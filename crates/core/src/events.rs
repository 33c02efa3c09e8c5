//! Event System
//!
//! Provides a pub/sub event bus so callers (and tests) can observe what the
//! retry and lifecycle loops decided, including the branches that swallow
//! an error and keep going.

use std::fmt;

use parking_lot::RwLock;
use crossbeam_channel::{unbounded, Receiver, Sender};
use tracing::debug;

/// Emulator launch progress
#[derive(Debug, Clone, Copy, PartialEq, Eq)]
pub enum LaunchState {
    Launching,
    WaitingForRegistration,
    WaitingForBoot,
    Ready,
    Failed,
}

impl fmt::Display for LaunchState {
    fn fmt(&self, f: &mut fmt::Formatter<'_>) -> fmt::Result {
        let name = match self {
            LaunchState::Launching => "launching",
            LaunchState::WaitingForRegistration => "waiting for registration",
            LaunchState::WaitingForBoot => "waiting for boot",
            LaunchState::Ready => "ready",
            LaunchState::Failed => "failed",
        };
        f.write_str(name)
    }
}

/// Result of a single readiness probe
#[derive(Debug, Clone, PartialEq, Eq)]
pub enum Poll {
    /// The awaited condition holds
    Ready,
    /// The probe answered, but with a not-yet value
    Pending(String),
    /// The probe itself failed; the error was ignored and polling continues
    Ignored(String),
}

impl Poll {
    pub fn is_ready(&self) -> bool {
        matches!(self, Poll::Ready)
    }
}

/// Result of a best-effort adb server restart
#[derive(Debug, Clone, PartialEq, Eq)]
pub enum RestartOutcome {
    /// `kill-server` ran successfully
    Restarted,
    /// Killing is disabled by configuration
    Suppressed,
    /// `kill-server` failed; logged and ignored
    Failed(String),
}

/// Events emitted by a bridge session
#[derive(Debug, Clone, PartialEq)]
pub enum Event {
    /// The adb server restart was attempted
    ServerRestart(RestartOutcome),
    /// A device became the session target
    DeviceSelected { device_id: String, emulator_port: Option<u16> },
    /// A dropped connection forced a rediscovery pass
    Rediscovery { command: String, reason: String },
    /// A boot readiness probe completed
    BootPoll { property: String, outcome: Poll },
    /// An emulator launch changed state
    LaunchStateChanged { avd_name: String, state: LaunchState },
    /// An emulator was told to shut down
    EmulatorKilled { device_id: String },
}

/// Subscriber handle for receiving events
#[derive(Clone)]
pub struct EventSubscription {
    receiver: Receiver<Event>,
}

impl EventSubscription {
    /// Receive the next event (blocking)
    pub fn recv(&self) -> Result<Event, crossbeam_channel::RecvError> {
        self.receiver.recv()
    }

    /// Try to receive an event (non-blocking)
    pub fn try_recv(&self) -> Result<Event, crossbeam_channel::TryRecvError> {
        self.receiver.try_recv()
    }

    /// Drain every event already delivered
    pub fn drain(&self) -> Vec<Event> {
        self.receiver.try_iter().collect()
    }
}

/// Event bus for publish/subscribe pattern
pub struct EventBus {
    subscribers: RwLock<Vec<Sender<Event>>>,
}

impl EventBus {
    /// Create a new event bus
    pub fn new() -> Self {
        Self {
            subscribers: RwLock::new(Vec::new()),
        }
    }

    /// Subscribe to events
    pub fn subscribe(&self) -> EventSubscription {
        let (sender, receiver) = unbounded();
        self.subscribers.write().push(sender);
        EventSubscription { receiver }
    }

    /// Emit an event to all subscribers, dropping closed subscriptions
    pub fn emit(&self, event: Event) -> usize {
        let mut subscribers = self.subscribers.write();
        subscribers.retain(|sender| sender.send(event.clone()).is_ok());
        let delivered = subscribers.len();

        debug!("Event {:?} delivered to {} subscribers", event, delivered);
        delivered
    }

    /// Get the number of active subscribers
    pub fn subscriber_count(&self) -> usize {
        self.subscribers.read().len()
    }
}

impl Default for EventBus {
    fn default() -> Self {
        Self::new()
    }
}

· · ·

- **Task brief**
From the line containing "pub fn new()" down to the line containing "let delivered = subscribers.len();" in the material above, reproduce every line exactly, including the two end lines.

- **Your response**
    pub fn new() -> Self {
        Self {
            subscribers: RwLock::new(Vec::new()),
        }
    }

    /// Subscribe to events
    pub fn subscribe(&self) -> EventSubscription {
        let (sender, receiver) = unbounded();
        self.subscribers.write().push(sender);
        EventSubscription { receiver }
    }

    /// Emit an event to all subscribers, dropping closed subscriptions
    pub fn emit(&self, event: Event) -> usize {
        let mut subscribers = self.subscribers.write();
        subscribers.retain(|sender| sender.send(event.clone()).is_ok());
        let delivered = subscribers.len();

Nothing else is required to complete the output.